Michael Jackson Ab in die Wüste

Kaum noch Geld, Klagen von Konzertveranstaltern, und "Leihmutter" Debbie will ihre Kinder zurück: Der Ex-Popstar hat wieder mal Ärger zu Hause - und will sich deshalb im Scheichtum Bahrain ansiedeln.

Hausgäste, sagt ein altes Sprichwort, sind wie Fische: Nach drei Tagen riechen sie. Nun mag man in der Wüste diese Weisheit nicht kennen, denn wer früher auf dem Kamel tagelang durch den heißen Sand geritten war, war stets ein willkommener Gast. Aber der Mann, den Bahrains Kronprinz Scheich Salman bin Hamad Al Khalifa im Sommer vergangenen Jahres eingeladen hat, um sich von den Mühen eines langen Prozesses zu erholen, wird den Menschen im kleinen Golfstaat immer wunderlicher.

Dabei hatte sich der Kronprinz anfangs eine Menge davon versprochen, dem vom Vorwurf der Kindesmisshandlung freigesprochenen Ex-Popstar Michael Jackson ein Wellness-Asyl anzubieten. Mit so einem Namen sollte der Wüstenstaat im beinharten Image- und Investorenwerben richtig Punkte machen gegen den Konkurrenten Dubai. Aus Neverland ins Sandland! Wenn die Welt lesen würde, wo sich Besucher Jacko ausruht, wisse sie jedenfalls, wo Bahrain liegt.

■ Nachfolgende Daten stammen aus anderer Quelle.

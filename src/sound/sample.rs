//! Stereo sample type and the integer amplitude abstraction.

use num_traits::{AsPrimitive, PrimInt, Signed};
use std::fmt::Debug;

/// Signed integer amplitude stored in a [`Sample`].
///
/// Differences are taken in `i64` and scaling happens in `f64`, so no
/// arithmetic wraps before the final truncation back to the sample width.
pub trait Amplitude:
    PrimInt + Signed + AsPrimitive<f64> + AsPrimitive<i64> + Debug + Default + Send + Sync + 'static
{
    /// Bit width of the amplitude as stored in a WAV file
    const BITS: u16;

    /// Truncate toward zero and convert back to the sample width
    fn from_f64_trunc(value: f64) -> Self;

    /// Convert a widened integer back to the sample width
    fn from_i64(value: i64) -> Self;

    /// Widen to `f64`
    #[inline]
    fn as_f64(self) -> f64 {
        <Self as AsPrimitive<f64>>::as_(self)
    }

    /// Widen to `i64`
    #[inline]
    fn as_i64(self) -> i64 {
        <Self as AsPrimitive<i64>>::as_(self)
    }

    /// Full-scale magnitude, used to normalize levels
    #[inline]
    fn full_scale() -> f64 {
        Self::max_value().as_f64()
    }
}

macro_rules! impl_amplitude {
    ($type:ty, $bits:expr) => {
        impl Amplitude for $type {
            const BITS: u16 = $bits;

            #[inline]
            fn from_f64_trunc(value: f64) -> Self {
                // `as` truncates toward zero and saturates at the type bounds
                value as $type
            }

            #[inline]
            fn from_i64(value: i64) -> Self {
                value.clamp(<$type>::MIN as i64, <$type>::MAX as i64) as $type
            }
        }
    };
}

impl_amplitude!(i8, 8);
impl_amplitude!(i16, 16);
impl_amplitude!(i32, 32);

/// One instant of stereo audio
#[derive(Debug, Clone, Copy, PartialEq, Eq, Default)]
pub struct Sample<T: Amplitude = i16> {
    /// Left channel amplitude
    pub left: T,
    /// Right channel amplitude
    pub right: T,
}

impl<T: Amplitude> Sample<T> {
    /// Create a sample from its two channel amplitudes
    pub fn new(left: T, right: T) -> Self {
        Self { left, right }
    }

    /// Create a sample with the same amplitude on both channels
    pub fn mono(value: T) -> Self {
        Self {
            left: value,
            right: value,
        }
    }

    /// Scale both channels by `factor`, truncating toward zero
    #[inline]
    pub fn scaled(self, factor: f64) -> Self {
        Self {
            left: T::from_f64_trunc(self.left.as_f64() * factor),
            right: T::from_f64_trunc(self.right.as_f64() * factor),
        }
    }
}

impl<T: Amplitude> From<(T, T)> for Sample<T> {
    fn from((left, right): (T, T)) -> Self {
        Self::new(left, right)
    }
}
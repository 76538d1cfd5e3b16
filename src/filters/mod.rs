//! Sample Transform Library
//!
//! Elementary single-pass transforms over stereo sounds:
//! vocal removal, fades and left-to-right panning. Every transform returns
//! a new sound of the same length and leaves its input untouched.

pub mod command;
pub mod transforms;

pub use command::{Filter, FilterKind};
pub use transforms::{fade, fade_in, fade_out, left_to_right, remove_vocals};
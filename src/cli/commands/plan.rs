//! Plan command - Search a grid world and report the optimal route

use std::{fs::File, io::BufWriter, path::PathBuf};

use anyhow::{Context, Result};
use clap::Parser;
use serde::Serialize;

use crate::{
    adapters::{Cell, Direction, GridState, GridWorld, InMemoryStateContext, ProgressObserver},
    app::PlannerConfig,
    cli::{
        config::{PlannerArgs, WorldArgs},
        output::{format_value, print_kv, print_section, print_subsection, print_summary},
    },
    planner::{Planner, SearchSummary},
    ports::{NoopObserver, PlanObserver, StateDataContext},
};

/// Planner over the demonstration grid world.
pub type GridPlanner = Planner<InMemoryStateContext<GridState>, GridWorld, GridWorld, GridWorld>;

#[derive(Parser, Debug)]
#[command(about = "Plan a route through a grid world")]
pub struct PlanArgs {
    #[command(flatten)]
    pub world: WorldArgs,

    #[command(flatten)]
    pub planner: PlannerArgs,

    /// Longest route to print
    #[arg(long, default_value_t = 50)]
    pub route_len: usize,

    /// Write the summary and route as JSON
    #[arg(long, short = 'o')]
    pub export: Option<PathBuf>,

    /// Hide the progress bar
    #[arg(long)]
    pub no_progress: bool,
}

/// One step of the greedy route.
#[derive(Debug, Clone, Copy, Serialize)]
pub struct RouteStep {
    pub position: Cell,
    pub steps: u32,
    pub action: Direction,
}

#[derive(Debug, Serialize)]
struct PlanExport<'a> {
    world: &'a WorldArgs,
    config: &'a PlannerConfig,
    summary: &'a SearchSummary,
    route: &'a [RouteStep],
}

pub fn execute(args: PlanArgs) -> Result<()> {
    let (world, start) = args.world.build()?;
    let config = args.planner.resolve()?;

    print_section("Grid World Planning");
    print_kv("Grid", &format!("{} x {}", world.width(), world.height()));
    print_kv("Start", &start.to_string());
    print_kv("Goal", &world.goal().to_string());
    print_kv("Max steps", &world.max_steps().to_string());
    print_kv("Selection", &config.selection.mode.to_string());
    print_kv("Budget", &config.selection.budget.to_string());

    let mut planner = build_planner(&world, start, config)?;
    let mut observer: Box<dyn PlanObserver> = if args.no_progress {
        Box::new(NoopObserver)
    } else {
        Box::new(ProgressObserver::new())
    };
    let summary = planner.search_with_observer(observer.as_mut())?;

    print_subsection("Search");
    print_summary(&summary);

    let route = route(&planner, args.route_len)?;
    print_subsection("Optimal route");
    if route.is_empty() {
        println!("  (no action selected at the root)");
    }
    for (i, step) in route.iter().enumerate() {
        println!("  {:>3}. {} -> {}", i + 1, step.position, step.action);
    }
    if let Some((action, info)) = planner.optimal_action() {
        print_kv("First action", &action.to_string());
        print_kv("Action value", &format_value(&info.action_value));
    }

    if let Some(path) = &args.export {
        let export = PlanExport {
            world: &args.world,
            config: planner.config(),
            summary: &summary,
            route: &route,
        };
        let file = File::create(path)
            .with_context(|| format!("creating export file {}", path.display()))?;
        serde_json::to_writer_pretty(BufWriter::new(file), &export)?;
        println!("\nPlan exported to: {}", path.display());
    }

    Ok(())
}

/// Create a planner rooted at `start`.
pub fn build_planner(world: &GridWorld, start: Cell, config: PlannerConfig) -> Result<GridPlanner> {
    let planner = Planner::new(
        InMemoryStateContext::new(),
        world.clone(),
        world.clone(),
        world.clone(),
        world.start_state(start),
        config,
    )?;
    Ok(planner)
}

/// Resolve the greedy route's keys back to grid states.
pub fn route(planner: &GridPlanner, max_len: usize) -> Result<Vec<RouteStep>> {
    planner
        .optimal_plan(max_len)
        .into_iter()
        .map(|(key, action)| {
            let state = planner.context().state_data(&key)?;
            Ok(RouteStep {
                position: state.position,
                steps: state.steps,
                action,
            })
        })
        .collect()
}

#[cfg(test)]
mod tests {
    use super::*;

    #[test]
    fn route_walks_towards_the_goal() {
        let world = GridWorld::new(3, 1, Cell::new(2, 0)).with_slip(0.0);
        let config = PlannerConfig::default()
            .with_seed(11)
            .with_max_iterations(200);
        let mut planner = build_planner(&world, Cell::new(0, 0), config).unwrap();
        planner.search().unwrap();

        let route = route(&planner, 10).unwrap();
        let actions: Vec<_> = route.iter().map(|step| step.action).collect();
        assert_eq!(actions, vec![Direction::East, Direction::East]);
        assert_eq!(route[0].position, Cell::new(0, 0));
        assert_eq!(route[1].position, Cell::new(1, 0));
    }
}
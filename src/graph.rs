//! Plan graph storage, construction and traversal
//!
//! This module provides the shared data structure every planning phase reads
//! and writes.

pub mod builder;
pub mod horizon;
pub mod storage;

pub use builder::{ActionBuilder, GraphBuilder, StateBuilder};
pub use horizon::{DepthMap, Traversal};
pub use storage::{PlanGraph, TransitionMerge};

Der Besucher? Glaubt man den Meldungen des verbliebenen Jackson-Managements, fühlt sich der 47-Jährige längst als Bahrainer. Hier, auf der Insel im Persischen Golf, die etwa so groß wie Hamburg ist und mit deren Herrscherfamilie sich Jackson als befreundet bezeichnet, hat der Sänger noch ein paar Fans. Hier, zwischen Wüstensand und emsig hochgezogenen Stahl- und Glaspalästen, kreischen Teenies noch, wenn sie den Wunderling sehen, wie er sich - bleich geschminkt, ein schwarzes Tuch vor dem Mund und mit seinen Kindern, die meist ein Handtuch über dem Kopf tragen - aus der Tür des Gästehauses des Scheichs wagt.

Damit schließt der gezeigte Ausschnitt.